#### WHAT THE TASK REQUIRES
Go through the data below and return each line containing the word "unique".

○ ○ ○

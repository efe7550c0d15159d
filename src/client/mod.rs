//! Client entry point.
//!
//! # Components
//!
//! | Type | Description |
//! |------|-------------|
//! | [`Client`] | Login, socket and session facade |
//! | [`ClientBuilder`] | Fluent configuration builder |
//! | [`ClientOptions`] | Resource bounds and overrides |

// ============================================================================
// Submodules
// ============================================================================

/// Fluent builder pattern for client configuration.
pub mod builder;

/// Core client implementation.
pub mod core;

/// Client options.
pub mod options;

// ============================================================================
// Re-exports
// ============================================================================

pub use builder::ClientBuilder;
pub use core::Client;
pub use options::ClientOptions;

○ ○ ○

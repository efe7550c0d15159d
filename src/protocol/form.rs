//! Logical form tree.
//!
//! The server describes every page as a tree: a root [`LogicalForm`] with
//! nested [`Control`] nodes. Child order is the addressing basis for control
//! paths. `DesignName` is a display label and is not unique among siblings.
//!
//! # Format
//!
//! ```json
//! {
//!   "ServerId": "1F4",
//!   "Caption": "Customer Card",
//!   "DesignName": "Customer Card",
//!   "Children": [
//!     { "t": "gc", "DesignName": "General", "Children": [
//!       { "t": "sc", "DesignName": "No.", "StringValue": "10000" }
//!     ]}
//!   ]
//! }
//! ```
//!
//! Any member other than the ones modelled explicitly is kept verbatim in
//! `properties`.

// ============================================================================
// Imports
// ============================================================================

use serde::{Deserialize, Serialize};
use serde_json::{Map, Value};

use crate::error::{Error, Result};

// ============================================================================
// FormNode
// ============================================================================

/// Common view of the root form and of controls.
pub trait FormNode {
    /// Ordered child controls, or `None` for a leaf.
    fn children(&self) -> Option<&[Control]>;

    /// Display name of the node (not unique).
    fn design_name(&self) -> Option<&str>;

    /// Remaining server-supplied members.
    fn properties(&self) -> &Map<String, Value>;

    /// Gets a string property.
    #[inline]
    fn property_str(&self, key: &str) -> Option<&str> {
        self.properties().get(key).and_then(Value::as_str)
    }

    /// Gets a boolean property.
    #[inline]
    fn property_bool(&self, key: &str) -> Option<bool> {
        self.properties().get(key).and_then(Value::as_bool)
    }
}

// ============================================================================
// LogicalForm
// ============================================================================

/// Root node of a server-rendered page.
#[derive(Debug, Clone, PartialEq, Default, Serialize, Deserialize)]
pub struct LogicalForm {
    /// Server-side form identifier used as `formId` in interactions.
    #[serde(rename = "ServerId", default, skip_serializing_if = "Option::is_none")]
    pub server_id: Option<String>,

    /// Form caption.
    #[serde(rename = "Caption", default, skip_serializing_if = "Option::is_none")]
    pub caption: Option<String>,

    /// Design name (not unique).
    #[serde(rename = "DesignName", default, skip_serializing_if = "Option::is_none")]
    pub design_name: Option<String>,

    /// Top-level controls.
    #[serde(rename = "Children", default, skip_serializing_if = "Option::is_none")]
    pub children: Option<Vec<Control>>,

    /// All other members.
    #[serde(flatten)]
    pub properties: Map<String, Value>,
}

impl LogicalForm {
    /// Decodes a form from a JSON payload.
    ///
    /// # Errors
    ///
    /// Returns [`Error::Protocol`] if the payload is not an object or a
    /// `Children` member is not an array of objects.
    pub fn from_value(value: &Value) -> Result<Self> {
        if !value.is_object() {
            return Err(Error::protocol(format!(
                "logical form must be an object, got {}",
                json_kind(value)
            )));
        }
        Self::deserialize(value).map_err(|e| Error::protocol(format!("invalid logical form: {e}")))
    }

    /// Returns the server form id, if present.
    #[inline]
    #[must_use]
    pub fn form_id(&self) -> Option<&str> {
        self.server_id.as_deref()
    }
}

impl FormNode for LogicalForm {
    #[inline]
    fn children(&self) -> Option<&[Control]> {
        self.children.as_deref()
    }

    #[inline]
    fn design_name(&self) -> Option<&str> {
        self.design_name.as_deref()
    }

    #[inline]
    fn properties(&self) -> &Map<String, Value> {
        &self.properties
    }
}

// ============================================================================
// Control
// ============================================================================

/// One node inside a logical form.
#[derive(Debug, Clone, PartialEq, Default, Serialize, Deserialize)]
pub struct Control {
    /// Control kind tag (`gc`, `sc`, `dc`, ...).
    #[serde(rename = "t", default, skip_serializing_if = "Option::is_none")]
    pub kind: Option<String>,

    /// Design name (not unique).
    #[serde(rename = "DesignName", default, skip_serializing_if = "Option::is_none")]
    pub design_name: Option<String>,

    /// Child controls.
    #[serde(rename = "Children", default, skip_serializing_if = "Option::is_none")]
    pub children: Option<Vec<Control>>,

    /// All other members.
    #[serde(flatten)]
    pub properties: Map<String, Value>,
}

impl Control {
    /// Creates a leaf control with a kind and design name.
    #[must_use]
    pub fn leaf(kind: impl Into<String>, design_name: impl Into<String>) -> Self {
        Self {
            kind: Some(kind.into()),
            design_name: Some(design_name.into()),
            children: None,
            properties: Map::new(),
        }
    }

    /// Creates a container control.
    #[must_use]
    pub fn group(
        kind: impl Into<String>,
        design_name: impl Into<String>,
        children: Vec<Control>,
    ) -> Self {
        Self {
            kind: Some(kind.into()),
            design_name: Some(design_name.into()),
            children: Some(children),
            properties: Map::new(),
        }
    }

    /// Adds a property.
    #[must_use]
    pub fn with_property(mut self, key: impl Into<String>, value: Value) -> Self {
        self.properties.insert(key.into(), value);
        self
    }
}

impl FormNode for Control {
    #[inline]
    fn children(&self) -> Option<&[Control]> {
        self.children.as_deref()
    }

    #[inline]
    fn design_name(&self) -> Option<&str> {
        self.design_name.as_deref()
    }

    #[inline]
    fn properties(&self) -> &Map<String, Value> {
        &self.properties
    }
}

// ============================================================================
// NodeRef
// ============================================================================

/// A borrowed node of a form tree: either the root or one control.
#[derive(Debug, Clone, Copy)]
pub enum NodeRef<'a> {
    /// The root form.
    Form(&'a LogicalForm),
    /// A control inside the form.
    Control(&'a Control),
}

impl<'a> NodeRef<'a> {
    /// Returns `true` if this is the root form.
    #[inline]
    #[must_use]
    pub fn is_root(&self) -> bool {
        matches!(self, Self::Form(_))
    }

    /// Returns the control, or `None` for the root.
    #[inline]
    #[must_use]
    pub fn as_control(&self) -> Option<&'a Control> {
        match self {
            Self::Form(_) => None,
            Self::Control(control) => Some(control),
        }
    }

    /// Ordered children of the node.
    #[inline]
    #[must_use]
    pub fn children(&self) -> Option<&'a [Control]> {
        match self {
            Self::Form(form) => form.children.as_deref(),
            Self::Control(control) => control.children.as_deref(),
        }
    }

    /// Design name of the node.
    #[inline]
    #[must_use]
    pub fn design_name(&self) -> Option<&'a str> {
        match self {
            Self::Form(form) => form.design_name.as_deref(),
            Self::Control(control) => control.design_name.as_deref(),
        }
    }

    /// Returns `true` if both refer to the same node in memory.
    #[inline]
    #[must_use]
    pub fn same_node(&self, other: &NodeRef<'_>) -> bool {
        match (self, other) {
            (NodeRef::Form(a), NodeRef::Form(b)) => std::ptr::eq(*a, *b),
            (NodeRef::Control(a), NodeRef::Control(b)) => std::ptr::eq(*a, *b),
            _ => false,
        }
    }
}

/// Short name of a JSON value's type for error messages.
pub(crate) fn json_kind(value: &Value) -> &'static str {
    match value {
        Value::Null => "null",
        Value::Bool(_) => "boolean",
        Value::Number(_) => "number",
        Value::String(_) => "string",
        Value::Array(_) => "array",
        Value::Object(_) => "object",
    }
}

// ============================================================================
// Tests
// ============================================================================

○ ○ ○

#### RESULT OF THIS TASK
//! paths. `DesignName` is a display label and is not unique among siblings.
    /// Display name of the node (not unique).
    /// Design name (not unique).
    /// Design name (not unique).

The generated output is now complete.